EXERCISE GOAL: After reading the listing below, copy it out exactly.

- - - -

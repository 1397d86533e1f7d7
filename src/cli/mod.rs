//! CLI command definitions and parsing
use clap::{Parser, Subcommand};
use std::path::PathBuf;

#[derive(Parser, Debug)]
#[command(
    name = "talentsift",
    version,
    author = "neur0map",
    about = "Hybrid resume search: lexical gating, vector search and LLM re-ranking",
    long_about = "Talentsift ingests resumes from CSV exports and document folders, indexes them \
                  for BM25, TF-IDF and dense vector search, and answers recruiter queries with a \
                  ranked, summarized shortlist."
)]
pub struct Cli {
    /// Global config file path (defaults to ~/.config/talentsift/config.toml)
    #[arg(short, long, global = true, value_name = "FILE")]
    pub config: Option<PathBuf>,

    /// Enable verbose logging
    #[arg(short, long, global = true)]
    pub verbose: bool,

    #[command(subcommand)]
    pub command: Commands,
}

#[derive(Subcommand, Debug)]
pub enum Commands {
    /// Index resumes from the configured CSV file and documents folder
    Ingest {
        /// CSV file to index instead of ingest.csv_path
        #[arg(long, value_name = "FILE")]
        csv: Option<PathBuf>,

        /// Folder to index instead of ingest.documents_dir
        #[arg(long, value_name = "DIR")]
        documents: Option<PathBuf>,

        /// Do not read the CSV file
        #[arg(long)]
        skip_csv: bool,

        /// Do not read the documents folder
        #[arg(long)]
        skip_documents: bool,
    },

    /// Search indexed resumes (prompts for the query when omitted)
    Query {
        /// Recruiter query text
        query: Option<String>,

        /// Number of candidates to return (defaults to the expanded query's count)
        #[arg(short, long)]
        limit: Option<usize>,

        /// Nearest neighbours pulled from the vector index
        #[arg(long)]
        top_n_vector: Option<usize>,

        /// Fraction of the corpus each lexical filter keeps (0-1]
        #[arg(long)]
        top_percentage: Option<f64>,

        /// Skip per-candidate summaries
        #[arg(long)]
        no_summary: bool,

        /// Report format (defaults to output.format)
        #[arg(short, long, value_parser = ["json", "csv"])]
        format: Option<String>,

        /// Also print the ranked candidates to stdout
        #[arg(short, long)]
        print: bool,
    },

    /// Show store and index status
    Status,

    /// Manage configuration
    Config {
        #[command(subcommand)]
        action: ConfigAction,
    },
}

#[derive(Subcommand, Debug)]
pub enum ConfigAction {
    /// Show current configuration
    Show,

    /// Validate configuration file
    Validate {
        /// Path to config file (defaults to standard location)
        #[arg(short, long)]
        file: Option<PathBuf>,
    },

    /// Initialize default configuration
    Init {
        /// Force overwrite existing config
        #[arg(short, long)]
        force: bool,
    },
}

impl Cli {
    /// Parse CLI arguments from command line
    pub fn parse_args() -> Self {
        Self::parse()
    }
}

- - - -

OUTPUT:
repository 1397d86533e1f7d7
filename src/cli/mod.rs
//! CLI command definitions and parsing
use clap::{Parser, Subcommand};
use std::path::PathBuf;

#[derive(Parser, Debug)]
#[command(
    name = "talentsift",
    version,
    author = "neur0map",
    about = "Hybrid resume search: lexical gating, vector search and LLM re-ranking",
    long_about = "Talentsift ingests resumes from CSV exports and document folders, indexes them \
                  for BM25, TF-IDF and dense vector search, and answers recruiter queries with a \
                  ranked, summarized shortlist."
)]
pub struct Cli {
    /// Global config file path (defaults to ~/.config/talentsift/config.toml)
    #[arg(short, long, global = true, value_name = "FILE")]
    pub config: Option<PathBuf>,

    /// Enable verbose logging
    #[arg(short, long, global = true)]
    pub verbose: bool,

    #[command(subcommand)]
    pub command: Commands,
}

#[derive(Subcommand, Debug)]
pub enum Commands {
    /// Index resumes from the configured CSV file and documents folder
    Ingest {
        /// CSV file to index instead of ingest.csv_path
        #[arg(long, value_name = "FILE")]
        csv: Option<PathBuf>,

        /// Folder to index instead of ingest.documents_dir
        #[arg(long, value_name = "DIR")]
        documents: Option<PathBuf>,

        /// Do not read the CSV file
        #[arg(long)]
        skip_csv: bool,

        /// Do not read the documents folder
        #[arg(long)]
        skip_documents: bool,
    },

    /// Search indexed resumes (prompts for the query when omitted)
    Query {
        /// Recruiter query text
        query: Option<String>,

        /// Number of candidates to return (defaults to the expanded query's count)
        #[arg(short, long)]
        limit: Option<usize>,

        /// Nearest neighbours pulled from the vector index
        #[arg(long)]
        top_n_vector: Option<usize>,

        /// Fraction of the corpus each lexical filter keeps (0-1]
        #[arg(long)]
        top_percentage: Option<f64>,

        /// Skip per-candidate summaries
        #[arg(long)]
        no_summary: bool,

        /// Report format (defaults to output.format)
        #[arg(short, long, value_parser = ["json", "csv"])]
        format: Option<String>,

        /// Also print the ranked candidates to stdout
        #[arg(short, long)]
        print: bool,
    },

    /// Show store and index status
    Status,

    /// Manage configuration
    Config {
        #[command(subcommand)]
        action: ConfigAction,
    },
}

#[derive(Subcommand, Debug)]
pub enum ConfigAction {
    /// Show current configuration
    Show,

    /// Validate configuration file
    Validate {
        /// Path to config file (defaults to standard location)
        #[arg(short, long)]
        file: Option<PathBuf>,
    },

    /// Initialize default configuration
    Init {
        /// Force overwrite existing config
        #[arg(short, long)]
        force: bool,
    },
}

impl Cli {
    /// Parse CLI arguments from command line
    pub fn parse_args() -> Self {
        Self::parse()
    }
}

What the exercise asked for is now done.